#[cfg(test)]
mod tests {
    use script_core::exe_info::{VersionInfo, VersionInfoProvider, VersionLookup};
    use script_core::metadata::{parse_script_metadata_with, ScriptMetadata, SCAN_WINDOW_CHARS};
    use std::path::{Path, PathBuf};

    struct Lookup(VersionLookup);

    impl VersionInfoProvider for Lookup {
        fn lookup(&self, _path: &Path) -> VersionLookup {
            self.0.clone()
        }
    }

    fn unavailable() -> Lookup {
        Lookup(VersionLookup::Unavailable)
    }

    fn write(dir: &Path, name: &str, content: &str) -> PathBuf {
        let path = dir.join(name);
        std::fs::write(&path, content).unwrap();
        path
    }

    fn parse(path: &Path) -> ScriptMetadata {
        parse_script_metadata_with(path, &unavailable())
    }

    #[test]
    fn test_no_markers_yields_defaults() {
        let dir = tempfile::tempdir().unwrap();
        for name in ["plain.py", "plain.ps1", "plain.bat", "plain.cmd", "plain.txt"] {
            let path = write(dir.path(), name, "echo hello\nrem nothing here\n");
            let meta = parse(&path);
            assert_eq!(meta.friendly_name, name);
            assert_eq!(meta.description, "");
            assert!(!meta.undoable);
            assert_eq!(meta.undo_description, "");
            assert_eq!(meta.developer, "");
            assert_eq!(meta.link, "");
        }
    }

    #[test]
    fn test_empty_file_yields_defaults() {
        let dir = tempfile::tempdir().unwrap();
        let path = write(dir.path(), "empty.ps1", "");
        assert_eq!(parse(&path), ScriptMetadata::defaults_for(&path));
    }

    #[test]
    fn test_full_header() {
        let dir = tempfile::tempdir().unwrap();
        let path = write(
            dir.path(),
            "telemetry.ps1",
            "# NAME: Disable Telemetry\n\
             # DEVELOPER: Jane Doe\n\
             # LINK: https://github.com/janedoe\n\
             # DESCRIPTION: Turns off diagnostic data\n\
             # UNDOABLE: Yes\n\
             # UNDO_DESC: Restores defaults\n\
             param([switch]$Undo)\n",
        );
        let meta = parse(&path);
        assert_eq!(
            meta.fields(),
            (
                "Disable Telemetry",
                "Turns off diagnostic data",
                true,
                "Restores defaults",
                "Jane Doe",
                "https://github.com/janedoe"
            )
        );
    }

    #[test]
    fn test_fields_are_independent() {
        let dir = tempfile::tempdir().unwrap();
        let path = write(dir.path(), "two.py", "#UNDOABLE: true\nimport os\n# NAME: Two Fields\n");
        let meta = parse(&path);
        assert_eq!(meta.friendly_name, "Two Fields");
        assert!(meta.undoable);
        assert_eq!(meta.description, "");
        assert_eq!(meta.undo_description, "");
        assert_eq!(meta.developer, "");
        assert_eq!(meta.link, "");
    }

    #[test]
    fn test_undoable_normalization() {
        let dir = tempfile::tempdir().unwrap();
        let cases = [
            ("Yes", true),
            ("yes", true),
            ("TRUE", true),
            ("1", true),
            ("No", false),
            ("", false),
            ("maybe", false),
        ];
        for (i, (value, expected)) in cases.iter().enumerate() {
            let path = write(dir.path(), &format!("u{i}.py"), &format!("# UNDOABLE: {value}\n"));
            assert_eq!(parse(&path).undoable, *expected, "value {value:?}");
        }
        let absent = write(dir.path(), "absent.py", "# NAME: x\n");
        assert!(!parse(&absent).undoable);
    }

    #[test]
    fn test_comment_marker_follows_extension() {
        let dir = tempfile::tempdir().unwrap();
        let good = write(dir.path(), "good.bat", "@echo off\n:: NAME: Foo\n");
        assert_eq!(parse(&good).friendly_name, "Foo");

        let wrong = write(dir.path(), "wrong.bat", "# NAME: Foo\n");
        assert_eq!(parse(&wrong).friendly_name, "wrong.bat");

        let cmd = write(dir.path(), "shell.CMD", "::NAME:Bar\n");
        assert_eq!(parse(&cmd).friendly_name, "Bar");

        let py = write(dir.path(), "colons.py", ":: NAME: Foo\n");
        assert_eq!(parse(&py).friendly_name, "colons.py");
    }

    #[test]
    fn test_scan_window_boundary() {
        let dir = tempfile::tempdir().unwrap();

        let mut early = "x".repeat(99);
        early.push('\n');
        early.push_str("# NAME: Early\n");
        early.push_str(&"y".repeat(5000));
        let path = write(dir.path(), "early.py", &early);
        assert_eq!(parse(&path).friendly_name, "Early");

        let mut late = "z".repeat(SCAN_WINDOW_CHARS + 10);
        late.push('\n');
        late.push_str("# NAME: Late\n");
        let path = write(dir.path(), "late.py", &late);
        assert_eq!(parse(&path).friendly_name, "late.py");
    }

    #[test]
    fn test_window_counts_characters_not_bytes() {
        let dir = tempfile::tempdir().unwrap();
        // 1500 three-byte characters exceed 2000 bytes but not 2000 characters.
        let mut text = "\u{20AC}".repeat(1500);
        text.push('\n');
        text.push_str("# NAME: Wide\n");
        let path = write(dir.path(), "wide.py", &text);
        assert_eq!(parse(&path).friendly_name, "Wide");
    }

    #[test]
    fn test_last_line_without_newline_is_not_matched() {
        let dir = tempfile::tempdir().unwrap();
        let path = write(dir.path(), "tail.py", "print(1)\n# NAME: Tail");
        assert_eq!(parse(&path).friendly_name, "tail.py");

        let terminated = write(dir.path(), "done.py", "print(1)\n# NAME: Tail\n");
        assert_eq!(parse(&terminated).friendly_name, "Tail");
    }

    #[test]
    fn test_invalid_utf8_bytes_are_dropped() {
        let dir = tempfile::tempdir().unwrap();
        let path = dir.path().join("latin.py");
        let mut bytes = b"# DESCRIPTION: caf\xe9\n".to_vec();
        bytes.extend_from_slice(b"# NAME: Latin\n");
        std::fs::write(&path, bytes).unwrap();
        let meta = parse(&path);
        assert_eq!(meta.friendly_name, "Latin");
        assert_eq!(meta.description, "caf");
    }

    #[test]
    fn test_unreadable_file_degrades() {
        let dir = tempfile::tempdir().unwrap();
        let path = dir.path().join("vanished.py");
        let meta = parse(&path);
        assert_eq!(meta.friendly_name, "vanished.py");
        assert!(meta.description.starts_with("Error reading metadata:"));
        assert!(!meta.undoable);
        assert_eq!(meta.developer, "");
    }

    #[test]
    fn test_exe_ignores_text_header() {
        let dir = tempfile::tempdir().unwrap();
        let path = write(dir.path(), "Tool.exe", "# NAME: Not Me\n# UNDOABLE: yes\n");

        let meta = parse(&path);
        assert_eq!(meta.friendly_name, "Tool");
        assert!(!meta.undoable);

        let failed = parse_script_metadata_with(&path, &Lookup(VersionLookup::Failed("no resource".into())));
        assert_eq!(failed.friendly_name, "Tool");
        assert!(!failed.undoable);

        let found = parse_script_metadata_with(
            &path,
            &Lookup(VersionLookup::Found(VersionInfo {
                product_name: Some("Tool Suite".into()),
                file_description: Some("Does things".into()),
            })),
        );
        assert_eq!(found.friendly_name, "Tool Suite");
        assert!(!found.undoable);
        assert!(found.undo_description.is_empty());
    }

    #[test]
    fn test_missing_exe_still_has_name() {
        let meta = parse(Path::new("/definitely/not/here/ghost.exe"));
        assert_eq!(meta.friendly_name, "ghost");
        assert!(!meta.undoable);
    }
}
※ ※ ※
# Exercise aim
Start with the line that contains "assert!(found.undo_description.is_empty());", end with the last line of the entries, and please retype every line in that span exactly, with no others.

# Task answer
        assert!(found.undo_description.is_empty());
    }

    #[test]
    fn test_missing_exe_still_has_name() {
        let meta = parse(Path::new("/definitely/not/here/ghost.exe"));
        assert_eq!(meta.friendly_name, "ghost");
        assert!(!meta.undoable);
    }
}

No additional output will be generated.